今後のさらなる値上がりも間違いなし?
2023年のミュンヘン・オークションは、RMサザビーズにとって大成功のうちに終了したと評価してもよいだろう。全ロットのうち88%が落札され、その総売り上げは1610万2850ユーロ(邦貨換算約26億850万円)。トップセールスは309万8750ユーロ(同5億200万円)で落札された、フェラーリの1973年式「365GTS/4スパイダー」(通称デイトナ・スパイダー)であった。
走行距離はわずか6109km
その売り上げに貢献したモデルの中に、65万7500ユーロ(同1億650万円)という、第5位の落札価格を記録したモデルがあった。それが2011年式のレクサス「LFA」だ。日本製のスーパースポーツにようやくマニアの目が向いてきたことを表す何よりの証拠ともいえた。
ちなみに今回出品されたLFAは、トータルで500台が生産された中で「211」のシリアルナンバーを持つもので、ホワイテストホワイトのボディカラーで塗装された、わずか44台しかない左ハンドル仕様の1台である。
ラインオフは2011年の11月。その後、中東市場向けに日本から輸出されたという記録が残る。ファーストオーナーは、2013年に入手したカタール人で、その後2021年にはスイスで登録。

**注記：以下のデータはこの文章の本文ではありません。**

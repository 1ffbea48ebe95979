// src/services/auth.rs
// Os tokens são emitidos pelo provedor de autenticação; aqui só validamos.

use jsonwebtoken::{decode, DecodingKey, Validation};

use crate::{
    common::error::AppError,
    models::auth::{Actor, Claims},
    services::user_service::UserService,
};

#[derive(Clone)]
pub struct AuthService {
    users: UserService,
    jwt_secret: String,
}

impl AuthService {
    pub fn new(users: UserService, jwt_secret: String) -> Self {
        Self { users, jwt_secret }
    }

    /// Valida o token e monta o ator com o vínculo de gerente já resolvido.
    pub async fn validate_token(&self, token: &str) -> Result<Actor, AppError> {
        let claims = decode::<Claims>(
            token,
            &DecodingKey::from_secret(self.jwt_secret.as_ref()),
            &Validation::default(),
        )
        .map_err(|e| {
            tracing::debug!("Token rejeitado: {:?}", e);
            AppError::InvalidToken
        })?
        .claims;

        if claims.sub.is_empty() {
            return Err(AppError::InvalidToken);
        }

        self.users.load_actor(&claims.sub).await
    }
}
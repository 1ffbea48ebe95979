// src/common/error.rs

use axum::{
    http::StatusCode,
    response::{IntoResponse, Response},
    Json,
};
use serde_json::json;
use thiserror::Error;

#[derive(Debug, Error)]
pub enum AppError {
    #[error("Erro de validação")]
    ValidationError(#[from] validator::ValidationErrors),

    #[error("Token inválido")]
    InvalidToken,

    #[error("Acesso negado: {0}")]
    Forbidden(String),

    #[error("{0} não encontrado")]
    NotFound(String),

    #[error("Erro de banco de dados")]
    DatabaseError(#[from] sqlx::Error),

    // Documento salvo que não bate com o modelo esperado (ou vice-versa)
    #[error("Erro de serialização: {0}")]
    Serialization(#[from] serde_json::Error),

    #[error("Erro ao gerar exportação: {0}")]
    Export(#[from] rust_xlsxwriter::XlsxError),

    #[error("Erro interno do servidor")]
    InternalServerError(#[from] anyhow::Error),
}

impl AppError {
    pub fn not_found(what: impl Into<String>) -> Self {
        AppError::NotFound(what.into())
    }
}

impl IntoResponse for AppError {
    fn into_response(self) -> Response {
        let (status, error_message) = match self {
            AppError::ValidationError(errors) => {
                let mut details = std::collections::HashMap::new();
                for (field, field_errors) in errors.field_errors() {
                    let messages: Vec<String> = field_errors
                        .iter()
                        .map(|e| {
                            e.message
                                .as_ref()
                                .map(|m| m.to_string())
                                .unwrap_or_else(|| e.code.to_string())
                        })
                        .collect();
                    details.insert(field.to_string(), messages);
                }
                let body = Json(json!({
                    "error": "Um ou mais campos são inválidos.",
                    "details": details,
                }));
                return (StatusCode::BAD_REQUEST, body).into_response();
            }
            AppError::InvalidToken => (
                StatusCode::UNAUTHORIZED,
                "Token de autenticação inválido ou ausente.".to_string(),
            ),
            AppError::Forbidden(reason) => (StatusCode::FORBIDDEN, reason),
            AppError::NotFound(what) => (StatusCode::NOT_FOUND, format!("{} não encontrado.", what)),

            // Todo o resto vira 500; a mensagem detalhada fica só no log.
            ref e => {
                tracing::error!("Erro Interno do Servidor: {:?}", e);
                (
                    StatusCode::INTERNAL_SERVER_ERROR,
                    "Ocorreu um erro inesperado.".to_string(),
                )
            }
        };

        let body = Json(json!({ "error": error_message }));
        (status, body).into_response()
    }
}
// src/models/customer.rs

use chrono::{DateTime, NaiveDate, Utc};
use serde::{Deserialize, Serialize};
use utoipa::ToSchema;
use validator::Validate;

use crate::common::validation::validate_cpf;

// --- DADOS DO FORMULÁRIO ---
// Usado tanto no cadastro quanto na edição (a edição sobrescreve todos os campos)

#[derive(Debug, Clone, PartialEq, Serialize, Deserialize, Validate, ToSchema)]
#[serde(rename_all = "camelCase")]
pub struct DadosDoCliente {
    // Dados pessoais
    #[validate(length(min = 1, message = "required"))]
    #[schema(example = "Ana Pereira")]
    pub nome: String,

    #[validate(custom(function = "validate_cpf"))]
    #[schema(example = "529.982.247-25")]
    pub cpf: String,

    pub rg: Option<String>,
    pub data_de_emissao: Option<NaiveDate>,
    pub local_de_emissao: Option<String>,

    #[schema(example = "1980-04-12")]
    pub data_de_nascimento: NaiveDate,

    pub sexo: Option<String>,
    pub estado_civil: Option<String>,
    pub naturalidade: Option<String>,
    pub nome_da_mae: Option<String>,

    // Contato
    #[validate(email(message = "invalid_email"))]
    pub email: Option<String>,
    #[schema(example = "(11) 98765-4321")]
    pub telefone: Option<String>,

    // Endereço
    pub cep: Option<String>,
    pub rua: Option<String>,
    pub numero_da_rua: Option<String>,
    pub complemento: Option<String>,
    pub bairro: Option<String>,
    pub cidade: Option<String>,
    #[validate(length(equal = 2, message = "invalid_uf"))]
    #[schema(example = "SP")]
    pub estado: Option<String>,

    // Dados bancários
    pub banco: Option<String>,
    pub agencia: Option<String>,
    pub numero_da_conta: Option<String>,
    pub digito_da_conta: Option<String>,
    pub chave_pix: Option<String>,
}

// --- CLIENTE (O Documento salvo) ---

#[derive(Debug, Clone, PartialEq, Serialize, Deserialize, ToSchema)]
#[serde(rename_all = "camelCase")]
pub struct Customer {
    pub id: String,

    #[serde(flatten)]
    pub dados: DadosDoCliente,

    /// uid de quem cadastrou
    pub criado_por: String,

    #[serde(with = "chrono::serde::ts_milliseconds")]
    #[schema(value_type = i64, example = 1767225600000i64)]
    pub created_at: DateTime<Utc>,
}

#[derive(Debug, Clone, Copy, PartialEq, Eq, Serialize, ToSchema)]
#[serde(rename_all = "camelCase")]
pub struct CustomerDeletion {
    pub operacoes_removidas: usize,
    pub falhas: usize,
}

そして2021年9月、このLFAはドイツ・ケルンのトヨタGazooレーシングのファクトリーで、1517.28ユーロ(同24万5800円)の費用で整備を受けている。現在までの走行距離は、わずか6109kmにすぎない。
さまざまなプロトタイプの製作を経て、LFAが正式発表されたのは、2009年の東京モーターショーでのことだった。正式な車名は「Lexus F Sports Apex (LFA)」とされ、日本国内では500台の総生産台数のうち、200台が抽選によって購入できるという、きわめて異例の販売方法が採られたことも記憶に新しい。
またその全500台のうち50台は、さらにサーキット走行にフォーカスした「ニュルブルクリンクパッケージ」として2012年から生産を開始。全生産が終了したのは2012年12月17日のことだった。
LFAは、そのメカニズムでも世界のスーパースポーツに十分対抗できる内容を持ち合わせていた。軽量化と高剛性を確保するためにシャシーやボディ骨格、そしてボディパネルは65%をカーボン製とし、エンジンはヤマハとの共同開発による4.8LのV型10気筒ユニットを560psの最高出力(標準車)でフロント・ミッドシップとした。
組み合わされるトランスミッションはアイシンAI(現在のアイシン)製の6速オートメーテッドシーケンシャルギアボックス(ASG)。シフト時間はシフトタイムスイッチにより、0.2秒から1秒まで、7段階に調節することができる。
ドライブ・モードは、「オート」、「ノーマル」、「スポーツ」、「ウエット」の4タイプ。それによって各種電子デバイスを統合制御するスポーツモード付き車両安定制御システムが、走行中の最適な姿勢変化を実現する仕組みだ。
サスペンションのデザインは、フロントがダブルウィッシュボーン式、リアがマルチリンク式。ブレーキにはカーボンセラミックディスクと、フロントに6ピストン、リアには4ピストンのアルミニウム製モノブロックキャリパーが与えられている。
ホイールは20インチ径のBBS製。タイヤサイズは前後それぞれ、265/35ZR20、305/30ZR20サイズが採用されている。
圧倒的なパフォーマンス、驚異的なドライブトレイン、そしてエキゾチックな構造にシャープなスタイリング。そのすべてが、その神秘性とコレクター性を高めるレクサスLFA。出品車のコンディションを見ても、そしてわずかな走行距離を見ても、その落札価格は十分に納得できるものといえるだろう。今後のさらなる値上がりも、おそらくは間違いのないところだ。